1) Hilltop Inn. Parking lot promisingly packed with broad-bodied sedans and the enthusiastic eaters who stress their suspensions. The clientele is heavy on hairspray, light on cynicism and full of enthusiasm for the best of the animal kingdom.

Order the fried brain sandwich once–it’s justifiably advertised as the house specialty– and you’ll never doubt again. Deeply, delicately and lovingly fried, the pork brains are as slippery rich as grilled foie gras. A tempura light coating holds them snug and moist against the good locally baked buns.

Veteran cerebrophages proclaim “There’s no better way to get smarter than to have more brains.” Who am I to argue with such compelling logic? Some grouse that the pig brains aren’t as tender and delicious as the calves’ brains that the Hilltop used to serve—the switch was made when Mad Cow Disease broke out—but for my money, Wilbur the Pig’s smarter than Ferdinand the Bull, and just as tasty.

Add the greaseless onion rings and a brace of beers for the perfect Friday lunch.  Fried pickles are also a must.

2) Gerst Haus: A jewel on the German West Side of town. Thanks to its seamless repurposing of an old dry goods store, this recent Nashville transplant feels like it’s been around for years. Dozens of beers on tap or by the bottle, a great selection of sausages and schnitzels and, above all, creative sides from the less noble animal parts. Kraut balls sound unappetizing, but they transform castoffs into fried meat ball magic. Especially tempting to hoard when paired with tart cream cheese sauce. Dig into an order or two, plus pig knuckles and fried pickles. N.B. If you’re a mustard fan, bring your own. The house only has ballpark French’s. I tried a dab once on my brat–it was like the first scratch on a new car.
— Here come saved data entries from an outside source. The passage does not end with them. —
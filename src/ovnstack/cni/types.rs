/*
 * Copyright (C) 2024 The Nanocloud Authors
 *
 * Licensed under the Apache License, Version 2.0 (the "License");
 * you may not use this file except in compliance with the License.
 * You may obtain a copy of the License at
 *
 * http://www.apache.org/licenses/LICENSE-2.0
 *
 * Unless required by applicable law or agreed to in writing, software
 * distributed under the License is distributed on an "AS IS" BASIS,
 * WITHOUT WARRANTIES OR CONDITIONS OF ANY KIND, either express or implied.
 * See the License for the specific language governing permissions and
 * limitations under the License.
 */


use crate::ovnstack::error::OverlayError;
use crate::ovnstack::ipam::Cidr;
use serde::de::{self, Deserializer};
use serde::{Deserialize, Serialize};
use std::collections::HashMap;
use std::net::Ipv4Addr;
use std::path::PathBuf;

pub const SUPPORTED_CNI_VERSIONS: &[&str] = &["0.3.0", "0.3.1", "0.4.0", "1.0.0"];
pub const DEFAULT_CNI_VERSION: &str = "0.3.1";

/// Kernel limit on interface names.
pub const MAX_INTERFACE_NAME: usize = 15;

/// Network configuration read from stdin.
#[derive(Clone, Debug, Deserialize, Serialize)]
pub struct NetConf {
    #[serde(rename = "cniVersion", default = "default_cni_version")]
    pub cni_version: String,
    #[serde(default)]
    pub name: String,
    #[serde(rename = "type", default)]
    pub plugin_type: String,
    #[serde(default = "default_bridge")]
    pub bridge: String,
    #[serde(default)]
    pub ipam: IpamConf,
    #[serde(rename = "ipMasq", default, deserialize_with = "flexible_bool")]
    pub ip_masq: bool,
    #[serde(rename = "isGateway", default, deserialize_with = "flexible_bool")]
    pub is_gateway: bool,
    #[serde(default, skip_serializing_if = "Option::is_none")]
    pub log_level: Option<String>,
}

#[derive(Clone, Debug, Default, Deserialize, Serialize)]
pub struct IpamConf {
    #[serde(rename = "type", default)]
    pub ipam_type: String,
    #[serde(default, skip_serializing_if = "Option::is_none")]
    pub subnet: Option<String>,
    #[serde(default, skip_serializing_if = "Vec::is_empty")]
    pub routes: Vec<RouteConf>,
}

#[derive(Clone, Debug, Deserialize, Serialize)]
pub struct RouteConf {
    pub dst: String,
    #[serde(default, skip_serializing_if = "Option::is_none")]
    pub gw: Option<String>,
}

fn default_cni_version() -> String {
    DEFAULT_CNI_VERSION.to_string()
}

fn default_bridge() -> String {
    "br-int".to_string()
}

/// Accepts `true` / `false` or their string spellings.
fn flexible_bool<'de, D>(deserializer: D) -> Result<bool, D::Error>
where
    D: Deserializer<'de>,
{
    #[derive(Deserialize)]
    #[serde(untagged)]
    enum Flag {
        Bool(bool),
        Text(String),
    }

    match Flag::deserialize(deserializer)? {
        Flag::Bool(value) => Ok(value),
        Flag::Text(text) => match text.trim().to_ascii_lowercase().as_str() {
            "true" => Ok(true),
            "false" | "" => Ok(false),
            other => Err(de::Error::custom(format!("invalid boolean '{other}'"))),
        },
    }
}

impl NetConf {
    pub fn parse(bytes: &[u8]) -> Result<Self, OverlayError> {
        let conf: NetConf = serde_json::from_slice(bytes)
            .map_err(|err| OverlayError::config(format!("invalid network configuration: {err}")))?;
        validate_cni_version(&conf.cni_version)?;
        Ok(conf)
    }
}

pub fn validate_cni_version(version: &str) -> Result<(), OverlayError> {
    if SUPPORTED_CNI_VERSIONS.contains(&version) {
        Ok(())
    } else {
        Err(OverlayError::config(format!(
            "unsupported cniVersion '{}'; supported versions: {}",
            version,
            SUPPORTED_CNI_VERSIONS.join(", ")
        )))
    }
}

pub fn validate_interface_name(name: &str, context: &str) -> Result<(), OverlayError> {
    if name.is_empty() {
        return Err(OverlayError::config(format!("{context} must not be empty")));
    }
    if name.chars().count() > MAX_INTERFACE_NAME {
        return Err(OverlayError::config(format!(
            "{context} '{name}' exceeds the {MAX_INTERFACE_NAME} character interface name limit"
        )));
    }
    if name.contains('/') || name.chars().any(char::is_whitespace) {
        return Err(OverlayError::config(format!(
            "{context} '{name}' contains invalid characters"
        )));
    }
    Ok(())
}

/// Host-side interface name: the container identifier cut to the kernel
/// name limit.
pub fn host_interface_name(container_id: &str) -> String {
    truncate_bytes(container_id, MAX_INTERFACE_NAME).to_string()
}

/// Longest prefix of `name` that fits in `limit` bytes without splitting a
/// character. The kernel limit on link names counts bytes.
pub fn truncate_bytes(name: &str, limit: usize) -> &str {
    if name.len() <= limit {
        return name;
    }
    let mut end = limit;
    while !name.is_char_boundary(end) {
        end -= 1;
    }
    &name[..end]
}

#[derive(Clone, Copy, Debug, PartialEq, Eq)]
pub enum CniCommand {
    Add,
    Del,
    Version,
}

impl CniCommand {
    pub fn parse(value: &str) -> Result<Self, OverlayError> {
        match value.trim() {
            "ADD" => Ok(CniCommand::Add),
            "DEL" => Ok(CniCommand::Del),
            "VERSION" => Ok(CniCommand::Version),
            other => Err(OverlayError::config(format!(
                "unsupported CNI_COMMAND '{other}'"
            ))),
        }
    }
}

/// The `CNI_*` environment of one invocation.
#[derive(Clone, Debug)]
pub struct CniEnv {
    pub command: CniCommand,
    container_id: String,
    pub netns: Option<PathBuf>,
    pub ifname: String,
    args: HashMap<String, String>,
}

impl CniEnv {
    pub fn from_map(env: &HashMap<String, String>) -> Result<Self, OverlayError> {
        let value = |key: &str| {
            env.get(key)
                .map(|v| v.trim().to_string())
                .filter(|v| !v.is_empty())
        };
        let command = CniCommand::parse(
            &value("CNI_COMMAND").ok_or_else(|| OverlayError::config("CNI_COMMAND not set"))?,
        )?;
        let args = parse_cni_args(&value("CNI_ARGS").unwrap_or_default());
        let container_id = args
            .get("K8S_POD_INFRA_CONTAINER_ID")
            .filter(|v| !v.is_empty())
            .cloned()
            .or_else(|| value("CNI_CONTAINERID"))
            .unwrap_or_default();
        let ifname = value("CNI_IFNAME").unwrap_or_else(|| "eth0".to_string());

        let parsed = CniEnv {
            command,
            container_id,
            netns: value("CNI_NETNS").map(PathBuf::from),
            ifname,
            args,
        };
        if parsed.command != CniCommand::Version {
            if parsed.container_id.is_empty() {
                return Err(OverlayError::config("CNI_CONTAINERID not set"));
            }
            validate_interface_name(&parsed.ifname, "CNI_IFNAME")?;
        }
        Ok(parsed)
    }

    /// `K8S_POD_INFRA_CONTAINER_ID` when present, otherwise `CNI_CONTAINERID`.
    pub fn container_id(&self) -> &str {
        &self.container_id
    }

    pub fn pod(&self) -> Result<(&str, &str), OverlayError> {
        let get = |key: &str| {
            self.args
                .get(key)
                .map(String::as_str)
                .filter(|v| !v.is_empty())
                .ok_or_else(|| OverlayError::config(format!("{key} missing from CNI_ARGS")))
        };
        Ok((get("K8S_POD_NAMESPACE")?, get("K8S_POD_NAME")?))
    }

    pub fn require_netns(&self) -> Result<&PathBuf, OverlayError> {
        self.netns
            .as_ref()
            .ok_or_else(|| OverlayError::config("CNI_NETNS not set"))
    }
}

/// `K1=V1;K2=V2`; entries without `=` are ignored.
pub fn parse_cni_args(raw: &str) -> HashMap<String, String> {
    raw.split(';')
        .filter_map(|entry| entry.split_once('='))
        .map(|(key, value)| (key.trim().to_string(), value.trim().to_string()))
        .filter(|(key, _)| !key.is_empty())
        .collect()
}

/// A route to install inside the container.
#[derive(Clone, Debug, PartialEq, Eq)]
pub struct PlannedRoute {
    pub dst: Cidr,
    pub gw: Option<Ipv4Addr>,
}

impl PlannedRoute {
    pub fn is_default(&self) -> bool {
        self.dst.prefix == 0
    }

    /// Arguments for `ip route add` inside the container.
    pub fn ip_args(&self, ifname: &str) -> Vec<String> {
        let mut args = vec![
            "route".to_string(),
            "add".to_string(),
            self.dst.network_cidr().to_string(),
        ];
        if let Some(gw) = self.gw {
            args.push("via".to_string());
            args.push(gw.to_string());
        }
        args.push("dev".to_string());
        args.push(ifname.to_string());
        args
    }
}

/// Combines IPAM routes with the gateway default route. Fails when IPAM
/// already carries a default route through a different gateway while the
/// gateway flag is set.
pub fn plan_routes(
    ipam_routes: &[RouteConf],
    is_gateway: bool,
    gateway: Ipv4Addr,
) -> Result<Vec<PlannedRoute>, OverlayError> {
    let mut planned = Vec::new();
    if is_gateway {
        planned.push(PlannedRoute {
            dst: Cidr {
                address: Ipv4Addr::UNSPECIFIED,
                prefix: 0,
            },
            gw: Some(gateway),
        });
    }
    for route in ipam_routes {
        let dst = Cidr::parse(&route.dst)
            .map_err(|err| OverlayError::config(format!("invalid IPAM route: {err}")))?;
        let gw = match route.gw.as_deref().map(str::trim).filter(|v| !v.is_empty()) {
            Some(value) => Some(value.parse::<Ipv4Addr>().map_err(|err| {
                OverlayError::config(format!("invalid gateway '{value}' in IPAM route: {err}"))
            })?),
            None => None,
        };
        let route = PlannedRoute { dst, gw };
        if is_gateway && route.is_default() {
            match route.gw {
                Some(other) if other != gateway => {
                    return Err(OverlayError::config(format!(
                        "IPAM default route via {other} conflicts with the pod gateway {gateway}"
                    )));
                }
                _ => continue,
            }
        }
        planned.push(route);
    }
    Ok(planned)
}

#[derive(Clone, Debug, Deserialize, Serialize, PartialEq, Eq)]
pub struct CniResult {
    #[serde(rename = "cniVersion")]
    pub cni_version: String,
    pub interfaces: Vec<Interface>,
    pub ips: Vec<Ip>,
    pub routes: Vec<Route>,
}

#[derive(Clone, Debug, Deserialize, Serialize, PartialEq, Eq)]
pub struct Interface {
    pub name: String,
    #[serde(default, skip_serializing_if = "String::is_empty")]
    pub mac: String,
    #[serde(default, skip_serializing_if = "String::is_empty")]
    pub sandbox: String,
}

#[derive(Clone, Debug, Deserialize, Serialize, PartialEq, Eq)]
pub struct Ip {
    pub version: String,
    pub address: String,
    pub gateway: String,
    pub interface: u8,
}

#[derive(Clone, Debug, Deserialize, Serialize, PartialEq, Eq)]
pub struct Route {
    pub dst: String,
    #[serde(default, skip_serializing_if = "Option::is_none")]
    pub gw: Option<String>,
}

/// Error object printed on stdout when an invocation fails.
#[derive(Clone, Debug, Serialize)]
pub struct CniErrorReply {
    #[serde(rename = "cniVersion")]
    pub cni_version: String,
    pub code: u32,
    pub msg: String,
}

impl CniErrorReply {
    pub fn from_error(cni_version: &str, err: &OverlayError) -> Self {
        let code = match err {
            OverlayError::Config(_) => 7,
            OverlayError::MetadataTimeout { .. } => 11,
            _ => 100,
        };
        CniErrorReply {
            cni_version: cni_version.to_string(),
            code,
            msg: err.to_string(),
        }
    }
}

#[derive(Clone, Debug, Serialize)]
pub struct VersionReply {
    #[serde(rename = "cniVersion")]
    pub cni_version: &'static str,
    #[serde(rename = "supportedVersions")]
    pub supported_versions: &'static [&'static str],
}

impl Default for VersionReply {
    fn default() -> Self {
        VersionReply {
            cni_version: DEFAULT_CNI_VERSION,
            supported_versions: SUPPORTED_CNI_VERSIONS,
        }
    }
}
3) Madeleine’s: I include this restaurant more for great ambition than execution. It’s Evansville’s loudest and bravest salvo against the kudzu-like growth of chain restaurants on Green River Road and a laudable outgrowth of the movement to restore dowtown’s old homes to their former glory. Nonetheless, this restaurant and this downtown have a long way to go.

Use of fresh and seasonal ingredients is laudable, and often successful. Who can argue with the chef’s own garden tomatoes, especially when they’re far more varied than the garden varieties we grew up with? Regional meat sourcing, including delicious elk steaks, are also an impressive demonstration that Midwestern cuisine is not an oxymoron.

Still, plenty’s off with the chef’s vision. Appetizers were an unappetizing mishmash of Asia, Mexico and mid-80’s California, more confusion than fusion. Mains were paired with far too many sides. The idea was abundance; the effect was incoherence. Plenty of potential, just a lack of editing.

Service was also a bit off, as one would expect in a smaller market. Madeleine’s struggles to reconcile the sophistication of its menu with its woefully undertrained front of house. Dropped plates, dropped orders and a compulsive need to educate–calamari is Italian for squid–didn’t suggest ill will just poor preparation.

To get the front of house up to speed, I suggest that Madeleine’s hit up the University of Evansville’s excellent Drama School for some new servers. Those aspiring actors know how to carry themselves, carry an order and memorize a script (no peeking at the specials lists during the recitation). Besides, if they ever want to make it in New York, they might as well work on their inevitable full-time job skills as soon as possible.

Finally, wine servers needs to control wine temperature–room temperature doesn’t mean room temperature–and denote vintage years. With a bit of time to work out the kinks, I’m hopeful that Madeleine’s wil be the place to raise Stoplight City’s dining standards.

4) Lic’s: Quirky spelling aside, you won’t get your “Lic’s” on Rt. 66. Rather head to Lincoln Avenue for the best milkshake in town. Pick up a shake to go and cruise aimlessly. Try not to think how expensive gasoline is.

5) Aztar Casino: The name is suggestive of the quality of food. Plus, a little traipse through the slots room can make for the most expensive meal of your life. Why not go to Louisville for the night and pronounce yourself frugal for having avoided the one-armed bandits? Have a second mint julep while you celebrate beating the house by never going there in the first place.